:: DATA TO USE

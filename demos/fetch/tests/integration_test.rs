//! Integration tests for the fetch demo store with the kickoff pipeline.
//!
//! These exercise the full flow: driver → dispatched events → store
//! reduction → selectors.

use std::time::Duration;

use fetch_demo::{FetchStore, Greeting, fetch_greeting, flaky_greeting};
use kickoff_core::{ReducerPolicy, Status};
use kickoff_runtime::{Report, RunOptions, kickoff};
use kickoff_testing::init_test_tracing;

#[allow(clippy::panic)] // Test helper can panic on timeout
async fn settled(store: &FetchStore<String>, kind: &str) -> kickoff_core::State<String> {
    tokio::time::timeout(Duration::from_secs(1), async {
        loop {
            if let Ok(slice) = store.state(kind) {
                if !slice.is_pending() {
                    return slice;
                }
            }
            tokio::time::sleep(Duration::from_millis(1)).await;
        }
    })
    .await
    .map_or_else(
        |_| panic!("slice {kind} never settled"),
        |slice| slice,
    )
}

#[tokio::test]
async fn successful_fetch_lands_in_the_store() {
    init_test_tracing();

    let store: FetchStore<String> = FetchStore::new();
    store.register("GREETING", String::new());

    kickoff(
        "GREETING",
        fetch_greeting("tests"),
        RunOptions::formatted(|greeting: Greeting| greeting.message),
    )
    .call(store.clone());

    let slice = settled(&store, "GREETING").await;
    assert!(slice.is_success());
    assert_eq!(slice.data, "hello, tests");
    assert!(slice.error.is_none());
}

#[tokio::test]
async fn failed_fetch_keeps_the_seed_and_records_the_reason() {
    init_test_tracing();

    let store: FetchStore<String> = FetchStore::new();
    store.register("FLAKY", "seed".to_string());

    kickoff(
        "FLAKY",
        flaky_greeting(),
        RunOptions::formatted(|greeting: Greeting| greeting.message)
            .with_report(Report::silent()),
    )
    .call(store.clone());

    let slice = settled(&store, "FLAKY").await;
    let failure = slice.failure();
    assert!(failure.failed);
    assert_eq!(failure.why, Some("greeting service unreachable"));
    // Fail is not in the default policy: the seed payload survives.
    assert_eq!(slice.data, "seed");
}

#[tokio::test]
async fn permissive_policy_takes_the_default_response_on_pending() {
    let store: FetchStore<String> =
        FetchStore::with_policy(ReducerPolicy::default().with_status(Status::Pending));
    store.register("GREETING", String::new());

    let (tx, rx) = tokio::sync::oneshot::channel();
    kickoff(
        "GREETING",
        fetch_greeting("policy"),
        RunOptions::formatted(|greeting: Greeting| greeting.message)
            .with_default_response(Greeting {
                message: "placeholder".to_string(),
            })
            .on_pending(move |store: &FetchStore<String>, _seed| {
                // The pending event has been reduced by the time the
                // continuation runs, so the placeholder is visible.
                let _ = tx.send(store.state("GREETING").map(|s| s.data));
            }),
    )
    .call(store.clone());

    let seen = tokio::time::timeout(Duration::from_secs(1), rx).await;
    assert_eq!(
        seen.ok().and_then(Result::ok),
        Some(Ok("placeholder".to_string()))
    );

    let slice = settled(&store, "GREETING").await;
    assert_eq!(slice.data, "hello, policy");
}

#[tokio::test]
async fn concurrent_kinds_settle_independently() {
    let store: FetchStore<String> = FetchStore::new();
    store.register("GREETING", String::new());
    store.register("FLAKY", String::new());

    kickoff(
        "GREETING",
        fetch_greeting("many"),
        RunOptions::formatted(|greeting: Greeting| greeting.message),
    )
    .call(store.clone());
    kickoff(
        "FLAKY",
        flaky_greeting(),
        RunOptions::formatted(|greeting: Greeting| greeting.message)
            .with_report(Report::silent()),
    )
    .call(store.clone());

    let greeting = settled(&store, "GREETING").await;
    let flaky = settled(&store, "FLAKY").await;

    assert!(greeting.is_success());
    assert!(flaky.failure().failed);
}

#[tokio::test]
async fn chained_runs_can_kick_off_from_a_continuation() {
    let store: FetchStore<String> = FetchStore::new();
    store.register("FIRST", String::new());
    store.register("SECOND", String::new());

    kickoff(
        "FIRST",
        fetch_greeting("one"),
        RunOptions::formatted(|greeting: Greeting| greeting.message).on_success(
            |store: &FetchStore<String>, _message| {
                // Chain a dependent operation off the success event.
                kickoff(
                    "SECOND",
                    fetch_greeting("two"),
                    RunOptions::formatted(|greeting: Greeting| greeting.message),
                )
                .call(store.clone());
            },
        ),
    )
    .call(store.clone());

    let second = settled(&store, "SECOND").await;
    assert_eq!(second.data, "hello, two");
}
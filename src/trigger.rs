//! Actuator outputs and transition commands.

use std::process::Command;

use log::{debug, error, info};

use crate::config::{Config, OutputSpec};
use crate::gpio::{Direction, GpioError, GpioLine, SysfsLine};
use crate::light::LightState;

/// Receiver of state-transition events.
pub trait TransitionHandler {
    fn on_transition(&mut self, new_state: LightState);
}

/// One configured actuator line.
pub struct OutputGpio<L: GpioLine> {
    pub gpio: u32,
    line: L,
}

impl<L: GpioLine> OutputGpio<L> {
    pub fn new(gpio: u32, line: L) -> Self {
        Self { gpio, line }
    }
}

impl OutputGpio<SysfsLine> {
    /// Reserve the pin and configure it as an output.
    fn open(spec: &OutputSpec) -> Result<Self, GpioError> {
        let mut line = SysfsLine::open(spec.gpio)?;
        line.set_direction(Direction::Out)?;
        if spec.active_low {
            line.set_active_low(true)?;
        }
        Ok(Self {
            gpio: spec.gpio,
            line,
        })
    }
}

/// Everything that happens on a state transition: the output lines to
/// write and the commands to launch.
pub struct TriggerAction<L: GpioLine> {
    outputs: Vec<OutputGpio<L>>,
    command_bright: Option<Vec<String>>,
    command_dark: Option<Vec<String>>,
    released: bool,
}

impl TriggerAction<SysfsLine> {
    pub fn from_config(config: &Config) -> Result<Self, GpioError> {
        let mut outputs = Vec::with_capacity(config.outputs.len());
        for spec in &config.outputs {
            outputs.push(OutputGpio::open(spec)?);
        }
        Ok(Self::new(
            outputs,
            config.command_bright.clone(),
            config.command_dark.clone(),
        ))
    }
}

impl<L: GpioLine> TriggerAction<L> {
    pub fn new(
        outputs: Vec<OutputGpio<L>>,
        command_bright: Option<Vec<String>>,
        command_dark: Option<Vec<String>>,
    ) -> Self {
        Self {
            outputs,
            command_bright,
            command_dark,
            released: false,
        }
    }

    /// Release all output line reservations. Calling this twice is a no-op.
    pub fn release(&mut self) {
        if !self.released {
            self.released = true;
            for output in &mut self.outputs {
                output.line.release();
            }
        }
    }
}

impl<L: GpioLine> Drop for TriggerAction<L> {
    fn drop(&mut self) {
        self.release();
    }
}

impl<L: GpioLine> TransitionHandler for TriggerAction<L> {
    fn on_transition(&mut self, new_state: LightState) {
        info!("light state: {new_state}");

        // Dark drives the outputs to logical low, bright to logical high.
        // Active-low polarity is inverted by the line driver, not here.
        let level = new_state == LightState::Bright;
        for output in &mut self.outputs {
            if let Err(e) = output.line.write(level) {
                error!("failed to write output gpio {}: {}", output.gpio, e);
            }
        }

        let command = match new_state {
            LightState::Bright => self.command_bright.as_deref(),
            LightState::Dark => self.command_dark.as_deref(),
            LightState::Unknown => None,
        };
        if let Some(argv) = command {
            spawn_detached(argv);
        }
    }
}

/// Launch a command without waiting for it to finish.
///
/// `argv` is non-empty (configuration rejects empty commands). The child
/// is never reaped; failure to launch is logged and nothing else.
fn spawn_detached(argv: &[String]) {
    match Command::new(&argv[0]).args(&argv[1..]).spawn() {
        Ok(child) => debug!("launched {} (pid {})", argv[0], child.id()),
        Err(e) => error!("failed to launch {}: {}", argv[0], e),
    }
}
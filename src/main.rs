use std::{
    io,
    path::PathBuf,
    process,
    sync::atomic::{AtomicBool, Ordering},
    sync::Arc,
};

use anyhow::Context;
use clap::{ArgAction, Parser};
use log::{info, LevelFilter};

use ldr_reader::config::{self, Commands, Config, Policy, RawConfig, Sensor};
use ldr_reader::gpio::SysfsLine;
use ldr_reader::sensor::LdrSensor;
use ldr_reader::sink::RawSampleSink;
use ldr_reader::trigger::{TransitionHandler, TriggerAction};

#[derive(Parser, Debug)]
#[command(about, version)]
struct Args {
    /// LDR sensing GPIO pin (BCM numbering)
    #[arg(short = 'g', long, required_unless_present = "config")]
    gpio: Option<u32>,

    /// Output GPIO pin, driven high when bright; add 'i' to invert
    /// (e.g. 18 or 18i). Can be given multiple times
    #[arg(short = 'G', long = "output", value_name = "PIN[i]")]
    outputs: Vec<String>,

    /// Debounce policy
    #[arg(short = 'p', long, value_enum, default_value_t = Policy::DurationHysteresis)]
    policy: Policy,

    /// High threshold in milliseconds (dark when above)
    #[arg(short = 'H', long, default_value_t = config::DEFAULT_HIGH_THRESHOLD_MS)]
    high_threshold: u32,

    /// Low threshold in milliseconds (bright when below)
    #[arg(short = 'L', long, default_value_t = config::DEFAULT_LOW_THRESHOLD_MS)]
    low_threshold: u32,

    /// High threshold debounce duration in seconds
    #[arg(short = 'D', long, default_value_t = config::DEFAULT_HIGH_DURATION_SECS)]
    high_duration: u64,

    /// Low threshold debounce duration in seconds
    #[arg(short = 'd', long, default_value_t = config::DEFAULT_LOW_DURATION_SECS)]
    low_duration: u64,

    /// Complete darkness threshold in milliseconds
    #[arg(long, default_value_t = config::DEFAULT_DARKNESS_THRESHOLD_MS)]
    darkness_threshold: u32,

    /// Complete darkness debounce duration in milliseconds
    #[arg(long, default_value_t = config::DEFAULT_DARKNESS_DURATION_MS)]
    darkness_duration: u64,

    /// Sample window size of the running-average policy
    #[arg(short = 'w', long, default_value_t = config::DEFAULT_WINDOW)]
    window: usize,

    /// Edge-wait timeout in milliseconds; 0 waits forever
    #[arg(long, default_value_t = config::DEFAULT_TIMEOUT_MS)]
    timeout: u64,

    /// Command to run when bright
    #[arg(short = 'x', long, value_name = "CMD")]
    cmd_bright: Option<String>,

    /// Command to run when dark
    #[arg(short = 'X', long, value_name = "CMD")]
    cmd_dark: Option<String>,

    /// Append raw 3-byte sample records to this file
    #[arg(long, value_name = "PATH")]
    raw_log: Option<PathBuf>,

    /// Read the configuration from a TOML file instead of the flags above
    #[arg(short = 'c', long, value_name = "PATH")]
    config: Option<PathBuf>,

    /// Run in the background
    #[arg(short = 'b', long)]
    background: bool,

    /// Increase verbosity (can be given multiple times)
    #[arg(short = 'v', long, action = ArgAction::Count)]
    verbose: u8,
}

impl Args {
    fn to_raw_config(&self) -> anyhow::Result<RawConfig> {
        Ok(RawConfig {
            sensor: Sensor {
                gpio: self.gpio.context("LDR GPIO pin not specified")?,
                policy: self.policy,
                timeout_ms: self.timeout,
                window: self.window,
                high_threshold_ms: self.high_threshold,
                low_threshold_ms: self.low_threshold,
                darkness_threshold_ms: self.darkness_threshold,
                high_duration_ms: self.high_duration * 1000,
                low_duration_ms: self.low_duration * 1000,
                darkness_duration_ms: self.darkness_duration,
                raw_log: self.raw_log.clone(),
            },
            outputs: self.outputs.clone(),
            commands: Commands {
                bright: self.cmd_bright.clone(),
                dark: self.cmd_dark.clone(),
            },
        })
    }
}

fn main() -> anyhow::Result<()> {
    // Parse command line arguments
    let args = Args::parse();
    init_logging(args.verbose);

    // Assemble and validate the configuration. Nothing below touches the
    // hardware until this succeeded.
    let raw_config = match &args.config {
        Some(path) => match RawConfig::load(path) {
            Ok(val) => val,
            Err(e) => {
                eprintln!("Error: Failed to load config: {:#}", e);
                eprintln!();
                eprintln!(
                    "Example config:\n\n{}",
                    toml::to_string(&RawConfig::example())?
                );
                process::exit(1);
            }
        },
        None => args.to_raw_config()?,
    };
    let config: Config = raw_config.try_into().context("Invalid configuration")?;

    if args.background {
        daemonize().context("Failed to daemonize")?;
    }

    // SIGINT and SIGTERM request a cooperative shutdown: the flag is
    // checked once per loop iteration and the running cycle completes.
    let term = Arc::new(AtomicBool::new(false));
    for signal in [signal_hook::consts::SIGINT, signal_hook::consts::SIGTERM] {
        signal_hook::flag::register(signal, Arc::clone(&term))
            .context("Failed to register signal handler")?;
    }

    run(&config, &term)
}

fn run(config: &Config, term: &AtomicBool) -> anyhow::Result<()> {
    let line = SysfsLine::open(config.sensor_gpio).context("Failed to set up the sensing line")?;
    let sink = match &config.raw_log {
        Some(path) => Some(
            RawSampleSink::open(path)
                .context(format!("Failed to open raw sample log at {:?}", path))?,
        ),
        None => None,
    };
    let mut sensor = LdrSensor::new(line, config.timeout, config.policy.build(), sink);
    let mut action =
        TriggerAction::from_config(config).context("Failed to set up the output lines")?;

    info!("watching gpio {}", config.sensor_gpio);

    // Main loop. Line reservations are released by drop on every exit
    // path, including a sampling failure.
    while !term.load(Ordering::Relaxed) {
        if let Some(new_state) = sensor.read_once().context("Sampling failed")? {
            action.on_transition(new_state);
        }
    }

    info!("terminated by signal");
    Ok(())
}

fn init_logging(verbosity: u8) {
    let level = match verbosity {
        0 => LevelFilter::Info,
        1 => LevelFilter::Debug,
        _ => LevelFilter::Trace,
    };
    env_logger::Builder::new().filter_level(level).init();
}

/// Put the process in the background, the classic way.
fn daemonize() -> anyhow::Result<()> {
    // SAFETY: no threads exist this early; fork and setsid have no other
    // preconditions here.
    unsafe {
        match libc::fork() {
            -1 => anyhow::bail!("fork failed: {}", io::Error::last_os_error()),
            // Child carries on
            0 => {}
            // Parent is done
            _ => process::exit(0),
        }
        if libc::setsid() == -1 {
            anyhow::bail!("setsid failed: {}", io::Error::last_os_error());
        }
    }
    Ok(())
}
//! GPIO line access through the sysfs interface.
//!
//! The sensing and trigger logic only sees the [`GpioLine`] trait; the
//! sysfs driver below is one implementation of it. Lines are reserved by
//! exporting the pin and released by unexporting it, and a release always
//! runs on drop so a partially initialized setup cleans up after itself.

use std::fs::{File, OpenOptions};
use std::io::{self, Read, Seek, SeekFrom, Write};
use std::os::unix::io::AsRawFd;
use std::time::Duration;
use std::{fs, path::PathBuf};

use log::warn;
use thiserror::Error;

const GPIO_ROOT: &str = "/sys/class/gpio";

#[derive(Debug, Error)]
pub enum GpioError {
    #[error("failed to export gpio {pin}: {source}")]
    Export { pin: u32, source: io::Error },
    #[error("failed to open gpio {pin} value: {source}")]
    Open { pin: u32, source: io::Error },
    #[error("failed to write gpio {pin} {attribute}: {source}")]
    Write {
        pin: u32,
        attribute: &'static str,
        source: io::Error,
    },
    #[error("failed to read gpio {pin} value: {source}")]
    Read { pin: u32, source: io::Error },
    #[error("poll on gpio {pin} value failed: {source}")]
    Poll { pin: u32, source: io::Error },
    #[error("gpio {pin} has been released")]
    Released { pin: u32 },
}

#[derive(Debug, Clone, Copy, PartialEq, Eq)]
pub enum Direction {
    In,
    Out,
}

impl Direction {
    fn as_str(self) -> &'static str {
        match self {
            Direction::In => "in",
            Direction::Out => "out",
        }
    }
}

/// Interrupt trigger condition of a line.
#[derive(Debug, Clone, Copy, PartialEq, Eq)]
pub enum Edge {
    None,
    Rising,
    Falling,
    Both,
}

impl Edge {
    fn as_str(self) -> &'static str {
        match self {
            Edge::None => "none",
            Edge::Rising => "rising",
            Edge::Falling => "falling",
            Edge::Both => "both",
        }
    }
}

/// Outcome of a bounded edge wait.
#[derive(Debug, Clone, Copy, PartialEq, Eq)]
pub enum WaitResult {
    /// The armed edge fired.
    Edge,
    /// The timeout elapsed without an edge.
    Timeout,
}

/// The line operations the sensing core needs from a GPIO driver.
pub trait GpioLine {
    fn set_direction(&mut self, direction: Direction) -> Result<(), GpioError>;
    fn set_edge(&mut self, edge: Edge) -> Result<(), GpioError>;
    fn set_active_low(&mut self, active_low: bool) -> Result<(), GpioError>;
    fn read(&mut self) -> Result<bool, GpioError>;
    fn write(&mut self, level: bool) -> Result<(), GpioError>;

    /// Block until the armed edge fires or `timeout` elapses.
    ///
    /// `None` blocks indefinitely.
    fn wait_for_edge(&mut self, timeout: Option<Duration>) -> Result<WaitResult, GpioError>;

    /// Release the line reservation. Calling this twice is a no-op.
    fn release(&mut self);
}

/// A GPIO line driven through `/sys/class/gpio`.
///
/// The value file descriptor is kept open for the lifetime of the
/// reservation; direction, edge and active_low go through their attribute
/// files per write.
pub struct SysfsLine {
    pin: u32,
    value: Option<File>,
}

impl SysfsLine {
    /// Reserve the pin and open its value file.
    pub fn open(pin: u32) -> Result<Self, GpioError> {
        export(pin)?;
        let value = OpenOptions::new()
            .read(true)
            .write(true)
            .open(attribute_path(pin, "value"))
            .map_err(|source| GpioError::Open { pin, source })?;
        Ok(Self {
            pin,
            value: Some(value),
        })
    }

    pub fn pin(&self) -> u32 {
        self.pin
    }

    fn value(&mut self) -> Result<&mut File, GpioError> {
        let pin = self.pin;
        self.value.as_mut().ok_or(GpioError::Released { pin })
    }

    fn write_attribute(&self, attribute: &'static str, contents: &str) -> Result<(), GpioError> {
        fs::write(attribute_path(self.pin, attribute), contents).map_err(|source| {
            GpioError::Write {
                pin: self.pin,
                attribute,
                source,
            }
        })
    }

    /// Consume a pending interrupt on the value file.
    fn consume(pin: u32, file: &mut File) -> Result<(), GpioError> {
        let inner = |file: &mut File| -> io::Result<()> {
            file.seek(SeekFrom::Start(0))?;
            let mut buf = [0u8; 3];
            file.read(&mut buf)?;
            Ok(())
        };
        inner(file).map_err(|source| GpioError::Read { pin, source })
    }
}

impl GpioLine for SysfsLine {
    fn set_direction(&mut self, direction: Direction) -> Result<(), GpioError> {
        self.value()?;
        self.write_attribute("direction", direction.as_str())
    }

    fn set_edge(&mut self, edge: Edge) -> Result<(), GpioError> {
        self.value()?;
        self.write_attribute("edge", edge.as_str())
    }

    fn set_active_low(&mut self, active_low: bool) -> Result<(), GpioError> {
        self.value()?;
        self.write_attribute("active_low", if active_low { "1" } else { "0" })
    }

    fn read(&mut self) -> Result<bool, GpioError> {
        let pin = self.pin;
        let file = self.value()?;
        let inner = |file: &mut File| -> io::Result<bool> {
            file.seek(SeekFrom::Start(0))?;
            let mut buf = [0u8; 3];
            let n = file.read(&mut buf)?;
            Ok(buf[..n].starts_with(b"1"))
        };
        inner(file).map_err(|source| GpioError::Read { pin, source })
    }

    fn write(&mut self, level: bool) -> Result<(), GpioError> {
        let pin = self.pin;
        let file = self.value()?;
        file.write_all(if level { b"1\n" } else { b"0\n" })
            .map_err(|source| GpioError::Write {
                pin,
                attribute: "value",
                source,
            })
    }

    fn wait_for_edge(&mut self, timeout: Option<Duration>) -> Result<WaitResult, GpioError> {
        let pin = self.pin;
        let file = self.value()?;

        // A stale interrupt would make poll return immediately.
        Self::consume(pin, file)?;

        let timeout_ms: libc::c_int = match timeout {
            Some(t) => t.as_millis().min(i32::MAX as u128) as libc::c_int,
            None => -1,
        };
        let mut pfd = libc::pollfd {
            fd: file.as_raw_fd(),
            events: libc::POLLPRI,
            revents: 0,
        };
        // SAFETY: pfd is a single initialized pollfd whose fd stays open
        // for the duration of the call.
        let ret = unsafe { libc::poll(&mut pfd, 1, timeout_ms) };
        let result = if ret > 0 {
            WaitResult::Edge
        } else if ret == 0 {
            WaitResult::Timeout
        } else {
            let source = io::Error::last_os_error();
            if source.kind() == io::ErrorKind::Interrupted {
                // A termination signal lands here; report no edge so the
                // caller gets back to its shutdown check.
                WaitResult::Timeout
            } else {
                return Err(GpioError::Poll { pin, source });
            }
        };

        Self::consume(pin, file)?;
        Ok(result)
    }

    fn release(&mut self) {
        if self.value.take().is_some() {
            if let Err(e) = fs::write(format!("{GPIO_ROOT}/unexport"), self.pin.to_string()) {
                warn!("failed to unexport gpio {}: {}", self.pin, e);
            }
        }
    }
}

impl Drop for SysfsLine {
    fn drop(&mut self) {
        self.release();
    }
}

fn attribute_path(pin: u32, attribute: &str) -> PathBuf {
    PathBuf::from(format!("{GPIO_ROOT}/gpio{pin}/{attribute}"))
}

fn export(pin: u32) -> Result<(), GpioError> {
    match fs::write(format!("{GPIO_ROOT}/export"), pin.to_string()) {
        Ok(()) => Ok(()),
        // EBUSY means the pin was already exported, e.g. after an unclean
        // shutdown. The reservation is still usable.
        Err(e) if e.raw_os_error() == Some(libc::EBUSY) => Ok(()),
        Err(source) => Err(GpioError::Export { pin, source }),
    }
}


#[cfg(test)]
mod tests {
    use super::*;

    #[test]
    fn test_attribute_strings() {
        assert_eq!(Direction::In.as_str(), "in");
        assert_eq!(Direction::Out.as_str(), "out");
        assert_eq!(Edge::None.as_str(), "none");
        assert_eq!(Edge::Rising.as_str(), "rising");
        assert_eq!(Edge::Falling.as_str(), "falling");
        assert_eq!(Edge::Both.as_str(), "both");
    }

    #[test]
    fn test_attribute_path() {
        assert_eq!(
            attribute_path(17, "edge"),
            PathBuf::from("/sys/class/gpio/gpio17/edge")
        );
    }
}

::::

◆ **WHAT YOU ARE ASKED TO DO**:
Take from the entries every line that has the string "been".

◆ **OUTPUT FOR THIS TASK**:
                // The pending event has been reduced by the time the
    #[error("gpio {pin} has been released")]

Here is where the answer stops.